TASK DESCRIPTION:
Reproduce verbatim only the line that holds "assert_eq!(lb.as_p2sh32(), Some(hash));" and the lines that follow it to the end of the listing.

SUPPLIED INFORMATION START

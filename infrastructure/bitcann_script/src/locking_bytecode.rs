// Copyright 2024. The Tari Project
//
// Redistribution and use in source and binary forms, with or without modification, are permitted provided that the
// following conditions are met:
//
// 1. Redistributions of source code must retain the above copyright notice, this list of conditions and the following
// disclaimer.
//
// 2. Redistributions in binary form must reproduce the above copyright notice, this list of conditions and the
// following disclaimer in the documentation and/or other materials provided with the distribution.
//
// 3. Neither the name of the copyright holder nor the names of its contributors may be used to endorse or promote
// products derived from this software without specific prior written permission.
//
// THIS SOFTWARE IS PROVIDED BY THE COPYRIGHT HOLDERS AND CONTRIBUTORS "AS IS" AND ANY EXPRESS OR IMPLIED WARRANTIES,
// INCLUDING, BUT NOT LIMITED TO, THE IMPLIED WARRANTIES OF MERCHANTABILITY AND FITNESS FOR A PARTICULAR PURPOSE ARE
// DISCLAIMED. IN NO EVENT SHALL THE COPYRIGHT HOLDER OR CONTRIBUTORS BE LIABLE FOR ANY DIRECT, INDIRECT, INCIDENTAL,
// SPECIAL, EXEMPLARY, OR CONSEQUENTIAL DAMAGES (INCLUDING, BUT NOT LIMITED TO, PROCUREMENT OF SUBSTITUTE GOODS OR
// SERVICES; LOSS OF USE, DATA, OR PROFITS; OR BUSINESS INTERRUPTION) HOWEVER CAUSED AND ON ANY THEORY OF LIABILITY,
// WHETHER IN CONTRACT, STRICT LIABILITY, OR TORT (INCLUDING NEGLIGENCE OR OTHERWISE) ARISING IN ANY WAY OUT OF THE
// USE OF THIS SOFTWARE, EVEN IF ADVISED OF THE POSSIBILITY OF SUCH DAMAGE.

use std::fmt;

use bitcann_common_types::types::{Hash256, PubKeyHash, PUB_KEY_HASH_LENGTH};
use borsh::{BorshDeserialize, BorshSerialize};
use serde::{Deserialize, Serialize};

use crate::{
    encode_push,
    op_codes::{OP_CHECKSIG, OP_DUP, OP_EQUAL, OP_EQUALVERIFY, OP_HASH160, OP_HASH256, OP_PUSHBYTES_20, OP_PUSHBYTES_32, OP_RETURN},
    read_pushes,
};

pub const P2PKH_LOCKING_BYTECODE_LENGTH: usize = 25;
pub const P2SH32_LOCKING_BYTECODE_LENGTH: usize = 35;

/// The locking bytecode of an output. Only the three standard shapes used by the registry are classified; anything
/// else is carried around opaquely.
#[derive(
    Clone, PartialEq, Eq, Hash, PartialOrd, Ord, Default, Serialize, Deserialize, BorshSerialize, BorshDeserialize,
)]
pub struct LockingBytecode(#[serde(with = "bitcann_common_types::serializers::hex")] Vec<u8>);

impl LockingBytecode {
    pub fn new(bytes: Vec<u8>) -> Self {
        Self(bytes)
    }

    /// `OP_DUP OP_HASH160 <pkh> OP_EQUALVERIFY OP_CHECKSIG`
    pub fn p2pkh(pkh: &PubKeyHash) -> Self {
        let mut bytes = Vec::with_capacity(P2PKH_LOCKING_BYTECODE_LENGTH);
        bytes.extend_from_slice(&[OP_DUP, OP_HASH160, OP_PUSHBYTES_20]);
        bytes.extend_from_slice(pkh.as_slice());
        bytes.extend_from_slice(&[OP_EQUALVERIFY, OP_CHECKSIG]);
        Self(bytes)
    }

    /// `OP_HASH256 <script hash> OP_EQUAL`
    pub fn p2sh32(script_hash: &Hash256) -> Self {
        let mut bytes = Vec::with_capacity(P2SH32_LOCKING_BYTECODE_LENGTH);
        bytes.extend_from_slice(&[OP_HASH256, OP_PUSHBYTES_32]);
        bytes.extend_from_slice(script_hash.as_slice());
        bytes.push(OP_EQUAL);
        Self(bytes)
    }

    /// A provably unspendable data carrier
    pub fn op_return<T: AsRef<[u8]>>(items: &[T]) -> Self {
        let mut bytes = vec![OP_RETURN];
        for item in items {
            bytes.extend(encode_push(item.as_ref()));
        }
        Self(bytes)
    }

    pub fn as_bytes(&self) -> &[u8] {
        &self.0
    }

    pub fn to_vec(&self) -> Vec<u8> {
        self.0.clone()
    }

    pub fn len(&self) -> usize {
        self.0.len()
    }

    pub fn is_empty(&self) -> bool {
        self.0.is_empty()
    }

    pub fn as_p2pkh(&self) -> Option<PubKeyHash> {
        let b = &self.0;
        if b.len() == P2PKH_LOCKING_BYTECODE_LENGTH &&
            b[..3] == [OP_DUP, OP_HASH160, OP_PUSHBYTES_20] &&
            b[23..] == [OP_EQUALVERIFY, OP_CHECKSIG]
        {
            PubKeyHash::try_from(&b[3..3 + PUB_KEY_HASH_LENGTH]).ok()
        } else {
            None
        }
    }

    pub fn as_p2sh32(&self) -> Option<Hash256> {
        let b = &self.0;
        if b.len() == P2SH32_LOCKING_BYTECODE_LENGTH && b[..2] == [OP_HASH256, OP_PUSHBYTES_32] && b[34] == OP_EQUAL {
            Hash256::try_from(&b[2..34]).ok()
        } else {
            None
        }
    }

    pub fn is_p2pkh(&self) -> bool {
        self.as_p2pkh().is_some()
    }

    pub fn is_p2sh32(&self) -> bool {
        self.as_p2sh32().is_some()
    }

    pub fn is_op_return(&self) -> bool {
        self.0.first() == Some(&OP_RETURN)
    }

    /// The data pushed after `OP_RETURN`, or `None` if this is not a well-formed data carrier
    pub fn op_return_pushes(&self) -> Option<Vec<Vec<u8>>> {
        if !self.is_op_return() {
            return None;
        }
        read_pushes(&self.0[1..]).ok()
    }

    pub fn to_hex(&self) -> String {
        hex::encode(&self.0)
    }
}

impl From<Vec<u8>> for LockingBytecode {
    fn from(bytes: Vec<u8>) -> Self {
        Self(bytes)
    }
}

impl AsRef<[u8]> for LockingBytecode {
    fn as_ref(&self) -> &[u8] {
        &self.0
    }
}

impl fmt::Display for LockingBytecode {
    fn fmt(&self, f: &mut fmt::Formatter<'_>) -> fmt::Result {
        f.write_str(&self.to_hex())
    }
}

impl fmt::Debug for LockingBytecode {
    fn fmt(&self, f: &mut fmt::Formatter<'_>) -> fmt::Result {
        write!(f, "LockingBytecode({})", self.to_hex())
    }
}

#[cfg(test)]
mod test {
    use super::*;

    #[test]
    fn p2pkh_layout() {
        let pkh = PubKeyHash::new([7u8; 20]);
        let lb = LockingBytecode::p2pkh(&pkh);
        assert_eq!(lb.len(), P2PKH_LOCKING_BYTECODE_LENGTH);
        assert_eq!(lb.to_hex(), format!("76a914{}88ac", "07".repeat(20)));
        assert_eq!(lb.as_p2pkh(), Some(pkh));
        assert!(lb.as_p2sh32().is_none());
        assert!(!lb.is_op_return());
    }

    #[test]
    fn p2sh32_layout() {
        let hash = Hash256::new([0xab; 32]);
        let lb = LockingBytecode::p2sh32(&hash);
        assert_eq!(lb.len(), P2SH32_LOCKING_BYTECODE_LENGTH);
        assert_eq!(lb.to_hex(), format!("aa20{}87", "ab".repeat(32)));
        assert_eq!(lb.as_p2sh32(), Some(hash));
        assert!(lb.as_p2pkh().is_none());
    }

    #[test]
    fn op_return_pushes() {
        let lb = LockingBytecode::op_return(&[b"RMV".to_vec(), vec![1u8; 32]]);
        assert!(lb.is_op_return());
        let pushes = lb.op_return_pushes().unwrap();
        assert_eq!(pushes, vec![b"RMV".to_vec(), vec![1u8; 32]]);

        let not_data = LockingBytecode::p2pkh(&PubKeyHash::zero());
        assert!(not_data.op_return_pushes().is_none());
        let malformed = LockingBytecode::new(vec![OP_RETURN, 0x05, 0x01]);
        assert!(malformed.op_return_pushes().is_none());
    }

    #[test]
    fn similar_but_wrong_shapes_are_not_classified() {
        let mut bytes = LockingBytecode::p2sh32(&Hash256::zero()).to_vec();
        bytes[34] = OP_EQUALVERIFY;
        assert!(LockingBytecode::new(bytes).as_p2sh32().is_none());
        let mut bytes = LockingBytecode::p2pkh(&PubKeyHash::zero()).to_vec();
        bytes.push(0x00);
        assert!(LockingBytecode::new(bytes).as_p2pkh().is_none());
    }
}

SUPPLIED INFORMATION END

TASK SOLUTION:
        assert_eq!(lb.as_p2sh32(), Some(hash));
        assert!(lb.as_p2pkh().is_none());
    }

    #[test]
    fn op_return_pushes() {
        let lb = LockingBytecode::op_return(&[b"RMV".to_vec(), vec![1u8; 32]]);
        assert!(lb.is_op_return());
        let pushes = lb.op_return_pushes().unwrap();
        assert_eq!(pushes, vec![b"RMV".to_vec(), vec![1u8; 32]]);

        let not_data = LockingBytecode::p2pkh(&PubKeyHash::zero());
        assert!(not_data.op_return_pushes().is_none());
        let malformed = LockingBytecode::new(vec![OP_RETURN, 0x05, 0x01]);
        assert!(malformed.op_return_pushes().is_none());
    }

    #[test]
    fn similar_but_wrong_shapes_are_not_classified() {
        let mut bytes = LockingBytecode::p2sh32(&Hash256::zero()).to_vec();
        bytes[34] = OP_EQUALVERIFY;
        assert!(LockingBytecode::new(bytes).as_p2sh32().is_none());
        let mut bytes = LockingBytecode::p2pkh(&PubKeyHash::zero()).to_vec();
        bytes.push(0x00);
        assert!(LockingBytecode::new(bytes).as_p2pkh().is_none());
    }
}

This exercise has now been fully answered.